0

I am generating Cassandra SSTables using the bulk loading sample provided at DataStax website. http://www.datastax.com/dev/blog/bulk-loading

My question is how much disk space is ideally consumed by the SSTable files ? In my case my data CSV file is 40 GB and the total disk space consumed by SStables for this specific file is around 250GB. Is there something that I am missing while creating these tables ? Are there any compression options available for generating sstables ?

The second step where I am loading the sstables using sstableloader works perfectly fine and data is available for querying in CQL.

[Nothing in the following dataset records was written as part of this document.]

//! Arena-backed syntax tree.
//!
//! Nodes live in a single `Vec` and refer to each other by [`NodeId`], so
//! ancestry checks never depend on object identity. Leaves carry source
//! text; composite nodes carry only their children, and their text is the
//! concatenation of their leaves.
//!
//! The mutation API is deliberately narrow: leaf text can be replaced and new
//! leaves can be inserted, but structural nodes are never removed or moved.
//! A traversal holding `NodeId`s therefore stays valid while fixes are
//! applied.

use std::ops::Range;

use crate::kind::NodeKind;
use thiserror::Error;

/// Stable handle to a node inside a [`SyntaxTree`].
#[derive(Debug, Clone, Copy, PartialEq, Eq, Hash, PartialOrd, Ord)]
pub struct NodeId(u32);

impl NodeId {
    fn index(self) -> usize {
        self.0 as usize
    }
}

#[derive(Debug, Clone)]
struct NodeData {
    kind: NodeKind,
    text: String,
    parent: Option<NodeId>,
    /// Position among the parent's children.
    slot: usize,
    children: Vec<NodeId>,
}

/// Errors raised while assembling a tree with [`TreeBuilder`].
#[derive(Debug, Clone, PartialEq, Eq, Error)]
pub enum TreeError {
    /// `finish` was called before any node was started.
    #[error("tree has no root node")]
    Empty,
    /// `finish` was called while nodes were still open.
    #[error("{0} node(s) were never finished")]
    Unclosed(usize),
    /// `finish_node` was called with no open node.
    #[error("finish_node called without a matching start_node")]
    Unbalanced,
    /// A second top-level node was started.
    #[error("tree already has a root node")]
    MultipleRoots,
    /// A token was added outside of any node.
    #[error("token added outside of any node")]
    TokenOutsideNode,
}

/// A syntax tree owned by a single traversal at a time.
#[derive(Debug, Clone)]
pub struct SyntaxTree {
    nodes: Vec<NodeData>,
    root: NodeId,
}

impl SyntaxTree {
    /// Returns the root node.
    #[must_use]
    pub fn root(&self) -> NodeId {
        self.root
    }

    /// Number of nodes in the arena.
    #[must_use]
    pub fn len(&self) -> usize {
        self.nodes.len()
    }

    /// Returns `true` if the arena holds no nodes.
    #[must_use]
    pub fn is_empty(&self) -> bool {
        self.nodes.is_empty()
    }

    fn data(&self, id: NodeId) -> &NodeData {
        &self.nodes[id.index()]
    }

    /// Kind of `id`.
    #[must_use]
    pub fn kind(&self, id: NodeId) -> NodeKind {
        self.data(id).kind
    }

    /// Parent of `id`, `None` for the root.
    #[must_use]
    pub fn parent(&self, id: NodeId) -> Option<NodeId> {
        self.data(id).parent
    }

    /// Children of `id` in source order.
    #[must_use]
    pub fn children(&self, id: NodeId) -> &[NodeId] {
        &self.data(id).children
    }

    /// First child of `id`.
    #[must_use]
    pub fn first_child(&self, id: NodeId) -> Option<NodeId> {
        self.children(id).first().copied()
    }

    /// Last child of `id`.
    #[must_use]
    pub fn last_child(&self, id: NodeId) -> Option<NodeId> {
        self.children(id).last().copied()
    }

    fn index_in_parent(&self, id: NodeId) -> Option<(NodeId, usize)> {
        let data = self.data(id);
        Some((data.parent?, data.slot))
    }

    /// Sibling immediately before `id`.
    #[must_use]
    pub fn prev_sibling(&self, id: NodeId) -> Option<NodeId> {
        let (parent, index) = self.index_in_parent(id)?;
        index
            .checked_sub(1)
            .map(|i| self.children(parent)[i])
    }

    /// Sibling immediately after `id`.
    #[must_use]
    pub fn next_sibling(&self, id: NodeId) -> Option<NodeId> {
        let (parent, index) = self.index_in_parent(id)?;
        self.children(parent).get(index + 1).copied()
    }

    /// Returns `true` if `id` has no children.
    #[must_use]
    pub fn is_leaf(&self, id: NodeId) -> bool {
        self.children(id).is_empty()
    }

    /// Text stored on a leaf; empty for composite nodes.
    #[must_use]
    pub fn leaf_text(&self, id: NodeId) -> &str {
        &self.data(id).text
    }

    /// Full source text covered by `id`.
    #[must_use]
    pub fn text(&self, id: NodeId) -> String {
        let mut out = String::new();
        for leaf in self.leaves(id) {
            out.push_str(self.leaf_text(leaf));
        }
        out
    }

    /// Length in bytes of the text covered by `id`.
    #[must_use]
    pub fn text_len(&self, id: NodeId) -> usize {
        self.leaves(id)
            .into_iter()
            .map(|leaf| self.leaf_text(leaf).len())
            .sum()
    }

    /// Returns `true` if the text covered by `id` contains a line break.
    #[must_use]
    pub fn contains_newline(&self, id: NodeId) -> bool {
        self.leaves(id)
            .into_iter()
            .any(|leaf| self.leaf_text(leaf).contains('\n'))
    }

    /// Returns `true` if `id` is a whitespace leaf containing a line break.
    #[must_use]
    pub fn is_line_break(&self, id: NodeId) -> bool {
        self.kind(id).is_whitespace() && self.leaf_text(id).contains('\n')
    }

    /// Byte spans of every node in the current file text.
    ///
    /// One pass over the tree. The table is a snapshot: later fixes do not
    /// move the spans it reports.
    #[must_use]
    pub fn spans(&self) -> SpanTable {
        let order = self.descendants(self.root);
        let mut spans = vec![0..0; self.nodes.len()];
        let mut offset = 0;
        for &id in &order {
            let start = offset;
            offset += self.leaf_text(id).len();
            spans[id.index()] = start..offset;
        }
        // Children follow their parent in pre-order, so walking backwards
        // settles every child before its parent.
        for &id in order.iter().rev() {
            if let Some(last) = self.last_child(id) {
                spans[id.index()].end = spans[last.index()].end;
            }
        }
        SpanTable { spans, len: offset }
    }

    /// Previous leaf in source order, crossing node boundaries.
    #[must_use]
    pub fn prev_leaf(&self, id: NodeId) -> Option<NodeId> {
        let mut current = id;
        loop {
            if let Some(prev) = self.prev_sibling(current) {
                return Some(self.last_leaf(prev));
            }
            current = self.parent(current)?;
        }
    }

    /// Proper ancestors of `id`, innermost first.
    pub fn ancestors(&self, id: NodeId) -> impl Iterator<Item = NodeId> + '_ {
        std::iter::successors(self.parent(id), move |&n| self.parent(n))
    }

    /// Returns `true` if `ancestor` is `node` or one of its ancestors.
    #[must_use]
    pub fn is_ancestor_or_self(&self, ancestor: NodeId, node: NodeId) -> bool {
        node == ancestor || self.ancestors(node).any(|a| a == ancestor)
    }

    /// Innermost proper ancestor of `id` with the given kind.
    #[must_use]
    pub fn find_ancestor(&self, id: NodeId, kind: NodeKind) -> Option<NodeId> {
        self.ancestors(id).find(|&a| self.kind(a) == kind)
    }

    /// All nodes of the subtree rooted at `id`, in pre-order.
    #[must_use]
    pub fn descendants(&self, id: NodeId) -> Vec<NodeId> {
        let mut out = Vec::new();
        let mut stack = vec![id];
        while let Some(node) = stack.pop() {
            out.push(node);
            stack.extend(self.children(node).iter().rev().copied());
        }
        out
    }

    /// Leaves of the subtree rooted at `id`, in source order.
    #[must_use]
    pub fn leaves(&self, id: NodeId) -> Vec<NodeId> {
        self.descendants(id)
            .into_iter()
            .filter(|&n| self.is_leaf(n))
            .collect()
    }

    /// First leaf of the subtree rooted at `id`.
    #[must_use]
    pub fn first_leaf(&self, id: NodeId) -> NodeId {
        let mut current = id;
        while let Some(child) = self.first_child(current) {
            current = child;
        }
        current
    }

    /// Last leaf of the subtree rooted at `id`.
    #[must_use]
    pub fn last_leaf(&self, id: NodeId) -> NodeId {
        let mut current = id;
        while let Some(child) = self.last_child(current) {
            current = child;
        }
        current
    }

    /// Replaces the text of a leaf.
    pub fn set_leaf_text(&mut self, id: NodeId, text: impl Into<String>) {
        debug_assert!(self.is_leaf(id), "only leaves carry text");
        self.nodes[id.index()].text = text.into();
    }

    /// Inserts a new leaf as child number `index` of `parent`.
    ///
    /// `index` is clamped to the number of children, so `usize::MAX` appends.
    pub fn insert_leaf(
        &mut self,
        parent: NodeId,
        index: usize,
        kind: NodeKind,
        text: impl Into<String>,
    ) -> NodeId {
        let id = alloc(&mut self.nodes, kind, text.into(), Some(parent));
        let children = &mut self.nodes[parent.index()].children;
        // `alloc` appended the new id; move it into place.
        children.pop();
        let index = index.min(children.len());
        children.insert(index, id);
        let moved = children[index..].to_vec();
        for (slot, child) in (index..).zip(moved) {
            self.nodes[child.index()].slot = slot;
        }
        id
    }
}

/// Byte spans of the nodes of a [`SyntaxTree`], taken by [`SyntaxTree::spans`].
#[derive(Debug, Clone)]
pub struct SpanTable {
    spans: Vec<Range<usize>>,
    len: usize,
}

impl SpanTable {
    /// Span of `id`. Nodes created after the snapshot sit at the end of the text.
    #[must_use]
    pub fn span(&self, id: NodeId) -> Range<usize> {
        self.spans
            .get(id.index())
            .cloned()
            .unwrap_or(self.len..self.len)
    }

    /// Start offset of `id`.
    #[must_use]
    pub fn start(&self, id: NodeId) -> usize {
        self.span(id).start
    }

    /// Length of the text the snapshot was taken from.
    #[must_use]
    pub fn text_len(&self) -> usize {
        self.len
    }
}

fn alloc(nodes: &mut Vec<NodeData>, kind: NodeKind, text: String, parent: Option<NodeId>) -> NodeId {
    let id = NodeId(u32::try_from(nodes.len()).unwrap_or(u32::MAX));
    let slot = parent.map_or(0, |p| nodes[p.index()].children.len());
    nodes.push(NodeData {
        kind,
        text,
        parent,
        slot,
        children: Vec::new(),
    });
    if let Some(parent) = parent {
        nodes[parent.index()].children.push(id);
    }
    id
}

/// Incremental builder for [`SyntaxTree`].
///
/// ```ignore
/// let mut builder = TreeBuilder::new();
/// builder
///     .start_node(NodeKind::File)
///     .token(NodeKind::Identifier, "x")
///     .token(NodeKind::WhiteSpace, "\n")
///     .finish_node();
/// let tree = builder.finish()?;
/// ```
#[derive(Debug, Default)]
pub struct TreeBuilder {
    nodes: Vec<NodeData>,
    open: Vec<NodeId>,
    root: Option<NodeId>,
    error: Option<TreeError>,
}

impl TreeBuilder {
    /// Creates an empty builder.
    #[must_use]
    pub fn new() -> Self {
        Self::default()
    }

    fn fail(&mut self, error: TreeError) {
        if self.error.is_none() {
            self.error = Some(error);
        }
    }

    /// Opens a composite node; subsequent nodes become its children.
    pub fn start_node(&mut self, kind: NodeKind) -> &mut Self {
        let parent = self.open.last().copied();
        if parent.is_none() && self.root.is_some() {
            self.fail(TreeError::MultipleRoots);
            return self;
        }
        let id = alloc(&mut self.nodes, kind, String::new(), parent);
        if parent.is_none() {
            self.root = Some(id);
        }
        self.open.push(id);
        self
    }

    /// Adds a leaf to the innermost open node.
    pub fn token(&mut self, kind: NodeKind, text: impl Into<String>) -> &mut Self {
        match self.open.last().copied() {
            Some(parent) => {
                alloc(&mut self.nodes, kind, text.into(), Some(parent));
            }
            None => self.fail(TreeError::TokenOutsideNode),
        }
        self
    }

    /// Closes the innermost open node.
    pub fn finish_node(&mut self) -> &mut Self {
        if self.open.pop().is_none() {
            self.fail(TreeError::Unbalanced);
        }
        self
    }

    /// Finishes building.
    ///
    /// # Errors
    ///
    /// Returns an error if nodes are unbalanced or no root was started.
    pub fn finish(self) -> Result<SyntaxTree, TreeError> {
        if let Some(error) = self.error {
            return Err(error);
        }
        if !self.open.is_empty() {
            return Err(TreeError::Unclosed(self.open.len()));
        }
        let root = self.root.ok_or(TreeError::Empty)?;
        Ok(SyntaxTree {
            nodes: self.nodes,
            root,
        })
    }
}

Also, I would like to know if there are anyother techniques available to import large data into cassandra other than the bulkload method that I have mentioned above.

amey
  • 23
  • 4

1 Answers1

0

First of all check whether compression is enabled or not. How to check that?

If the sstable is compressed it will have a CompressionInfo.db component (i.e. one of the file composing the sstable with end with --CompressionInfo.db). If there is no such file then it's not compressed.

For further compression related information, check this.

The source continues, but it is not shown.